### Given data

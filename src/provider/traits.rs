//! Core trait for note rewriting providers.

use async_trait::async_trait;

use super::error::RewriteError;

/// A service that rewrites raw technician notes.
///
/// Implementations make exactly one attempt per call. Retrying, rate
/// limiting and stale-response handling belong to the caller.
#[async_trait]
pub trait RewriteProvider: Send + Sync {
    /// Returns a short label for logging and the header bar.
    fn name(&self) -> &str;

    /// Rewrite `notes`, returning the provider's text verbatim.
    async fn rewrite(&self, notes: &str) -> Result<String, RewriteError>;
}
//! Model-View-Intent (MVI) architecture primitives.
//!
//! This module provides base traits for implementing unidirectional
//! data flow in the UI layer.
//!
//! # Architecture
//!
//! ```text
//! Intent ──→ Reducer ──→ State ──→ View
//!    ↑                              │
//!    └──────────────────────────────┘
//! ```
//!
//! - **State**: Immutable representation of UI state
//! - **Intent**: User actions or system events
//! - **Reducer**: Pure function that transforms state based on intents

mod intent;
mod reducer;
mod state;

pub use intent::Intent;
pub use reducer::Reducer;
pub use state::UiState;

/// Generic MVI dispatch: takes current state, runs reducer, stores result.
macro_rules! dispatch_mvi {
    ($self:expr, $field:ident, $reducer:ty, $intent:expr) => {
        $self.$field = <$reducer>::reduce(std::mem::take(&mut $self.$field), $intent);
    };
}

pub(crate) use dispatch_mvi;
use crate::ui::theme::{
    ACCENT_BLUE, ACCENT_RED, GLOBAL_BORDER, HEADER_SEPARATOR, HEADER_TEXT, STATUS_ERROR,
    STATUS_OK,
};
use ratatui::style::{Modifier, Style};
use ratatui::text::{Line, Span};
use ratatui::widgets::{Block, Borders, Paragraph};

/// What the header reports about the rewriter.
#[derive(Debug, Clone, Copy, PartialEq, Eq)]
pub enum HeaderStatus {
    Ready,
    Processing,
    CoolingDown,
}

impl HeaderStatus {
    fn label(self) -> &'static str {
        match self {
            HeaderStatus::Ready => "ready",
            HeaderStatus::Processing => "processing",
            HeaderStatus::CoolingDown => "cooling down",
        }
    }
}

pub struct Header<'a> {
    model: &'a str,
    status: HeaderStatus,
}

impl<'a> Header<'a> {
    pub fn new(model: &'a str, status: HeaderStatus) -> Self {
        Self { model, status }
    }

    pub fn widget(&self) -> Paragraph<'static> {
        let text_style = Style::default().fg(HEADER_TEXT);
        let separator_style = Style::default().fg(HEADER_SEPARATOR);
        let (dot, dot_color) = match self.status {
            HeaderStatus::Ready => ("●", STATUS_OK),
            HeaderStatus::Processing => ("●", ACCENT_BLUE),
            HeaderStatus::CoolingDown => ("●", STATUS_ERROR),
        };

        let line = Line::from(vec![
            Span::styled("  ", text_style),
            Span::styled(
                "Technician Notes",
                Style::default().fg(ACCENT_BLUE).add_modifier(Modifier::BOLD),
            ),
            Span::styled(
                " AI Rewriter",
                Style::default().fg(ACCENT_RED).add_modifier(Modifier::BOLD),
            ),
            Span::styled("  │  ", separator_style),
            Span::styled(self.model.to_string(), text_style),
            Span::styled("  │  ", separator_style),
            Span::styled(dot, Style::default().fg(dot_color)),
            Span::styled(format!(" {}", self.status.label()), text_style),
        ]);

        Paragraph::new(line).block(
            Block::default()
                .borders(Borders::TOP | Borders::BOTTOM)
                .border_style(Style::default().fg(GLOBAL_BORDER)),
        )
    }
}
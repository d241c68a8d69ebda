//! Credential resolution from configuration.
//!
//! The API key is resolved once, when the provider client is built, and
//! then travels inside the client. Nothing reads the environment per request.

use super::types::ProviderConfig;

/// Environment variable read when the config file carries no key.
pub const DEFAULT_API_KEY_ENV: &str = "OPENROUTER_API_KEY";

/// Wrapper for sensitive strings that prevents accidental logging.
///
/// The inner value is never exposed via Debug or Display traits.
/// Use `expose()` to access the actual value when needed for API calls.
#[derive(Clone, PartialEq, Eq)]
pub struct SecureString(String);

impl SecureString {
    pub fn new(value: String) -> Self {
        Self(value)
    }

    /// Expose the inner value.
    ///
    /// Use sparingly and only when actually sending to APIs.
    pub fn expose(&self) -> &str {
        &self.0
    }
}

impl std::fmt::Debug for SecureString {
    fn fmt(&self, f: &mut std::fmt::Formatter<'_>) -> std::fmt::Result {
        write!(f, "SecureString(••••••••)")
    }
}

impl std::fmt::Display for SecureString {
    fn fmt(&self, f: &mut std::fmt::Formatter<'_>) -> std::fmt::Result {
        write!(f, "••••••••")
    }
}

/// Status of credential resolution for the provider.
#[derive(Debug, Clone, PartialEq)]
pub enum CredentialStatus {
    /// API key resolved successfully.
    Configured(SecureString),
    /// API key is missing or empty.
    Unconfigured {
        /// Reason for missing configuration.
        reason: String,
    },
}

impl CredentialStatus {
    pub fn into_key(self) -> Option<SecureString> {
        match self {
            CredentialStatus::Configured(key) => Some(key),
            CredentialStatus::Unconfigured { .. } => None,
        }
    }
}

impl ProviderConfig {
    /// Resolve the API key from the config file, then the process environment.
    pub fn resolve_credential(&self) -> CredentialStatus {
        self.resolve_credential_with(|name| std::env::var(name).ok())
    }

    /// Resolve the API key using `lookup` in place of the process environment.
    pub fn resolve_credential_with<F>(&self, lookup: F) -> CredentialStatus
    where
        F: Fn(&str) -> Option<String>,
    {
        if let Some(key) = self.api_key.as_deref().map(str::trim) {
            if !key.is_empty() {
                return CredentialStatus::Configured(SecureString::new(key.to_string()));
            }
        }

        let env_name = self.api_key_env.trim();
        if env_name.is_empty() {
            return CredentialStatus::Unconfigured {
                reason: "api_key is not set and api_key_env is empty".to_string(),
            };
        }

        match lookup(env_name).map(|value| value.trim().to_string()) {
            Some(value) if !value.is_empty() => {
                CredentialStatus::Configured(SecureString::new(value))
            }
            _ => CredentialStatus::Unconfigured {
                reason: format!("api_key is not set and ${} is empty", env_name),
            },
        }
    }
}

==

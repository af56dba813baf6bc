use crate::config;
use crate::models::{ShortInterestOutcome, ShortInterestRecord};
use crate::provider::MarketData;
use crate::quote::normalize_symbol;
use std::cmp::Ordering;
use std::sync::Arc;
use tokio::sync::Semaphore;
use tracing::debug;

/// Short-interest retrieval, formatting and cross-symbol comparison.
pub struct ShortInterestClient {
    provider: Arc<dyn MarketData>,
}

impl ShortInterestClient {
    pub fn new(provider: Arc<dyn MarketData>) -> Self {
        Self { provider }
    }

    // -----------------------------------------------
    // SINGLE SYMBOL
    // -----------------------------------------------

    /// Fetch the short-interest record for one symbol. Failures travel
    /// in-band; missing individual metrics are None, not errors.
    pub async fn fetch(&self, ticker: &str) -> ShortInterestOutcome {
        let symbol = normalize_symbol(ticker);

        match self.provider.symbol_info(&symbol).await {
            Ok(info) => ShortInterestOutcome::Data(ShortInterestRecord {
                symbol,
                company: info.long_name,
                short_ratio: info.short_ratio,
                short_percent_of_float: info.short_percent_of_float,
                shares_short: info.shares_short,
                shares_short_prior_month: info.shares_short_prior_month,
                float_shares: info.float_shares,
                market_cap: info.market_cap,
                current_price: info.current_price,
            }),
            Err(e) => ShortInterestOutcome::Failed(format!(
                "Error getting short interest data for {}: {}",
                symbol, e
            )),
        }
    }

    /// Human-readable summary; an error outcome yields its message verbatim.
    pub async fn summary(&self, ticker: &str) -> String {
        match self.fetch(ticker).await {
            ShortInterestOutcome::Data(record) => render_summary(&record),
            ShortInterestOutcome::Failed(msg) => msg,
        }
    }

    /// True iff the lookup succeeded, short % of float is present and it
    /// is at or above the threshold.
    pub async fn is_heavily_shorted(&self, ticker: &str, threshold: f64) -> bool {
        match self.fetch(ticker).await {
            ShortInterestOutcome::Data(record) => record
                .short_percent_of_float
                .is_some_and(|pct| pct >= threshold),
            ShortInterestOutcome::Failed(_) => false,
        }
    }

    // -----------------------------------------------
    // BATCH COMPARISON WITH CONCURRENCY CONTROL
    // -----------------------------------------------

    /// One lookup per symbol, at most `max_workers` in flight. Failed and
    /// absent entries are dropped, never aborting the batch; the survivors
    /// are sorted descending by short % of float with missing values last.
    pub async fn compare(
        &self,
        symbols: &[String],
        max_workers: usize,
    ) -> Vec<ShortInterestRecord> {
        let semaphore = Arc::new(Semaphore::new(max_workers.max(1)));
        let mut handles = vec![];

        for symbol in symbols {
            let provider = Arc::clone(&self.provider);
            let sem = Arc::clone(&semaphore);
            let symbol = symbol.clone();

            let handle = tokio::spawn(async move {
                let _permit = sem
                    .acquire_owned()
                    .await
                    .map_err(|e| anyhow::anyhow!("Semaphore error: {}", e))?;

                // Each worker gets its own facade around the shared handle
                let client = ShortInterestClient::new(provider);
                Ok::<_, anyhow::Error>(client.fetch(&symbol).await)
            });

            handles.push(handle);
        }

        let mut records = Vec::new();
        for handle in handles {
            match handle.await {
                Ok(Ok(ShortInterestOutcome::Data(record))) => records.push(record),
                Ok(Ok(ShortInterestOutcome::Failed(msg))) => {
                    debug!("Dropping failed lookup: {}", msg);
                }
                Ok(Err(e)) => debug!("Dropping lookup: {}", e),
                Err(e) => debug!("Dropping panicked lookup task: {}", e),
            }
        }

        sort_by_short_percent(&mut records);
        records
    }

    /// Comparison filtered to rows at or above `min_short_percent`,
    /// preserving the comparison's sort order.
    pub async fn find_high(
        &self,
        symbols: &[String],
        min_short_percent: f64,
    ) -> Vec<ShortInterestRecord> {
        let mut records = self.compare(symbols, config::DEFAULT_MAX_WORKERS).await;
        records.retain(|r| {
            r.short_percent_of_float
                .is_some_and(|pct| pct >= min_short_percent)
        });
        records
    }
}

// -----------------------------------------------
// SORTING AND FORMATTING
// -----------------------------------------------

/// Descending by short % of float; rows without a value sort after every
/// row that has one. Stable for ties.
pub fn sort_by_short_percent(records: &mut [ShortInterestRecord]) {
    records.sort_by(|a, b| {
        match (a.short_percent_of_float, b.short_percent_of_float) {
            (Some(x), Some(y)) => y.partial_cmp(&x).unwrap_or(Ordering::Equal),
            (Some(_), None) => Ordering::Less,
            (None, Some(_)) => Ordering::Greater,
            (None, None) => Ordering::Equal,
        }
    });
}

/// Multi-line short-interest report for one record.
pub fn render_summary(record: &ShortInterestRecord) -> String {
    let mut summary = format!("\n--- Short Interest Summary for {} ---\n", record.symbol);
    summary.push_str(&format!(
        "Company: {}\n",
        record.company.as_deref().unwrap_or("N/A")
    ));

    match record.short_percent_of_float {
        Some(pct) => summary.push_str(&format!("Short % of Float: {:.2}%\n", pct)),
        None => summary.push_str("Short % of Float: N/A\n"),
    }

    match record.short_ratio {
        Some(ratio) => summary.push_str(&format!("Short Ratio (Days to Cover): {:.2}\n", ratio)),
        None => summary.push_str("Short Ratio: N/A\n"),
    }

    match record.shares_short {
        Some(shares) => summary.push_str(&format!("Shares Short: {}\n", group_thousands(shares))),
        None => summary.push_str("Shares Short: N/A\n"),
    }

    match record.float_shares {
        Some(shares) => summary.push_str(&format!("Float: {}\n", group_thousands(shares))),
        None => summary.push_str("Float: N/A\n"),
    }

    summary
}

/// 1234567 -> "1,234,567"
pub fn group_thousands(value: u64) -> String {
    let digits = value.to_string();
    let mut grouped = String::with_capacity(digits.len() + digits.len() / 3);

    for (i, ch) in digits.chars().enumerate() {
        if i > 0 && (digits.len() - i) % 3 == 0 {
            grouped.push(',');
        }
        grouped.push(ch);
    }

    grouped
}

--

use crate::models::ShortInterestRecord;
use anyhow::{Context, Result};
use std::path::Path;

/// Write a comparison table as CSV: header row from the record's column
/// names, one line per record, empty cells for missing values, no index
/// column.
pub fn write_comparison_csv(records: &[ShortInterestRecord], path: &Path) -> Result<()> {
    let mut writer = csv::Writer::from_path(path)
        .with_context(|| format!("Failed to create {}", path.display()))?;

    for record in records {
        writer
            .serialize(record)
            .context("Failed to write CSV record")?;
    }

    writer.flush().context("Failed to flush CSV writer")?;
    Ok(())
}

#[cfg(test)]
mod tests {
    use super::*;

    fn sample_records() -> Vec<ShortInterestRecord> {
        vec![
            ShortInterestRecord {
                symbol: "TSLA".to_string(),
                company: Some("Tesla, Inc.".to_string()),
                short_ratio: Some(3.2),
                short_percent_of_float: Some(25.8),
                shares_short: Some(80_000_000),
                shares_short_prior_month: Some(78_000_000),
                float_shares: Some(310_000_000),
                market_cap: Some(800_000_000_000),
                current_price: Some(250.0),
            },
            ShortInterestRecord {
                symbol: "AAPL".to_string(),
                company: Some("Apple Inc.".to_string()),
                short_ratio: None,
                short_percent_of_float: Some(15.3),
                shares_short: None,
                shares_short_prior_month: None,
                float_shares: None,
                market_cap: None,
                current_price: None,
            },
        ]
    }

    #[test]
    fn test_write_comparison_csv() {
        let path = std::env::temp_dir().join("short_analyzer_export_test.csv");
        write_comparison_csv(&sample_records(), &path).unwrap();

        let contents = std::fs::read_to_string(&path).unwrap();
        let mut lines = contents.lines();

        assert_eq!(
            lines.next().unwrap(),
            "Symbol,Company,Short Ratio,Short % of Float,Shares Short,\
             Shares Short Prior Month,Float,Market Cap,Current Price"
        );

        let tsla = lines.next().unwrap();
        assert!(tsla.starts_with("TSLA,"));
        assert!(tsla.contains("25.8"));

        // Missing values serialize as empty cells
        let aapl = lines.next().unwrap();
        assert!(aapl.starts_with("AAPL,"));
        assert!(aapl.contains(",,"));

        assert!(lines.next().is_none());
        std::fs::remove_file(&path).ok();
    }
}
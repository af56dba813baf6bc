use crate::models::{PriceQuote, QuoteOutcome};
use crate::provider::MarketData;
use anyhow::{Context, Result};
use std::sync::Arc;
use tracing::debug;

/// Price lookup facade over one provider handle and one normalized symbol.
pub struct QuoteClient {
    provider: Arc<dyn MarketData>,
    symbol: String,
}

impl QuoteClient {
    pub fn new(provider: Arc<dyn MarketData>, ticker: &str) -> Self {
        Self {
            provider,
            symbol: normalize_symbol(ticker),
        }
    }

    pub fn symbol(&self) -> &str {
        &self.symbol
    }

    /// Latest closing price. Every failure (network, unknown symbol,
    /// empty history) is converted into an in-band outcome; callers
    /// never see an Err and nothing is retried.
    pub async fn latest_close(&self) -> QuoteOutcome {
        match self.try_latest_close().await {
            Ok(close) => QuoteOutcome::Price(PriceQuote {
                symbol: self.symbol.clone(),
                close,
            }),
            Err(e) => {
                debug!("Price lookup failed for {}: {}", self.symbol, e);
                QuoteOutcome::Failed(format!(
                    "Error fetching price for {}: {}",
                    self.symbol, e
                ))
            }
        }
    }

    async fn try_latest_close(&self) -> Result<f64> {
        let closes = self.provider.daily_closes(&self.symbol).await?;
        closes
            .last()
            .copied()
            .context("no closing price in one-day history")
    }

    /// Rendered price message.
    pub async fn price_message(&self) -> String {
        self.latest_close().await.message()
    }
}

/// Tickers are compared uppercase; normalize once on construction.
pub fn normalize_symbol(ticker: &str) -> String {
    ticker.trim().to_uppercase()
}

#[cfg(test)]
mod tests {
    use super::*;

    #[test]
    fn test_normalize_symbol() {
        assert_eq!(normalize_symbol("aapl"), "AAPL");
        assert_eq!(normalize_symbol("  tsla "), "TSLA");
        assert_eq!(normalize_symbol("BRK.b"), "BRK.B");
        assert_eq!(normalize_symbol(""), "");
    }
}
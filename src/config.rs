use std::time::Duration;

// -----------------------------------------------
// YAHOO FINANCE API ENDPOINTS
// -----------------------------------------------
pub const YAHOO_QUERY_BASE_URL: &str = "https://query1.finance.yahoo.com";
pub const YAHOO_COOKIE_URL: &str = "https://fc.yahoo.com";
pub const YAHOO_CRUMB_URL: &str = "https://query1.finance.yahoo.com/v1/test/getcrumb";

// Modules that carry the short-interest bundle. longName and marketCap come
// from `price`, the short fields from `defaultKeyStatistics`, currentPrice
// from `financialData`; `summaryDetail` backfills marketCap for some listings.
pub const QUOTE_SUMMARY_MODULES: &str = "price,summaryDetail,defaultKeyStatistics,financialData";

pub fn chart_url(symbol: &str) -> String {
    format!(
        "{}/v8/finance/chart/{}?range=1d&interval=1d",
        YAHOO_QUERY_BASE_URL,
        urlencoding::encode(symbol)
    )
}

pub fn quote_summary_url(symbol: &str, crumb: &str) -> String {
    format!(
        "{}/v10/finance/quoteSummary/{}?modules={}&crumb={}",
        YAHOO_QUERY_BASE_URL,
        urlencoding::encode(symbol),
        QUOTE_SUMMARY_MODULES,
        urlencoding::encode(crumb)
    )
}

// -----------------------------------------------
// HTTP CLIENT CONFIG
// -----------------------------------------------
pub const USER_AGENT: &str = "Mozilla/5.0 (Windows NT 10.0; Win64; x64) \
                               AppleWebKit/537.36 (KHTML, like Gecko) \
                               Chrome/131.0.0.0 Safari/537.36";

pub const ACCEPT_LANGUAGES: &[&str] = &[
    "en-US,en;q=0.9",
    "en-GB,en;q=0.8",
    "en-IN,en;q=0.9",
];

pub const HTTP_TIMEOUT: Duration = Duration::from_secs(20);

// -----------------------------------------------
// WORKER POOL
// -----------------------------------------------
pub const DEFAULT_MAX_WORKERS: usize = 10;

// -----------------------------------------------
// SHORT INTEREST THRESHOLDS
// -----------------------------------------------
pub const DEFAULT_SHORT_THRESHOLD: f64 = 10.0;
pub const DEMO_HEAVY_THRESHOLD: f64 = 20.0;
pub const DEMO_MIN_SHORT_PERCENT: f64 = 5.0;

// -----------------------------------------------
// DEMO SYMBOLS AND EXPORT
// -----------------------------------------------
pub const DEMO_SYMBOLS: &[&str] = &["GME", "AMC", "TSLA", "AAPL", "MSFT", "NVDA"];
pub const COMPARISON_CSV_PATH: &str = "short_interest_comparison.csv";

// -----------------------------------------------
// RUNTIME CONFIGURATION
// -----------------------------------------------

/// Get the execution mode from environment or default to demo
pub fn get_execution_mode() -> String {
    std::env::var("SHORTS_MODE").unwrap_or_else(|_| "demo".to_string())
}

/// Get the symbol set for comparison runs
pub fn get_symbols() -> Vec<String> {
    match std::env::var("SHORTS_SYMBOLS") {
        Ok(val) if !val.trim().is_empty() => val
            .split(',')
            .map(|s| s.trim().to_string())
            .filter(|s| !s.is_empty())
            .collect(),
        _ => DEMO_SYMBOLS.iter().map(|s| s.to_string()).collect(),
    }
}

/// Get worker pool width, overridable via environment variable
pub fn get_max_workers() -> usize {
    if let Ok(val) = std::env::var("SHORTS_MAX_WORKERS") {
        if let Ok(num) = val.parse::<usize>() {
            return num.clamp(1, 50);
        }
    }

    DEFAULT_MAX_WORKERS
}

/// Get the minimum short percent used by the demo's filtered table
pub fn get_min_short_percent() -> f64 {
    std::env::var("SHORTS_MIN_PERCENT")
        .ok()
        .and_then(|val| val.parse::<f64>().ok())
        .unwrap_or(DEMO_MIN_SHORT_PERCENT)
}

### Assignment
If a line of the entries above includes the word "View", count it; then state the total and nothing else.

### Result below
2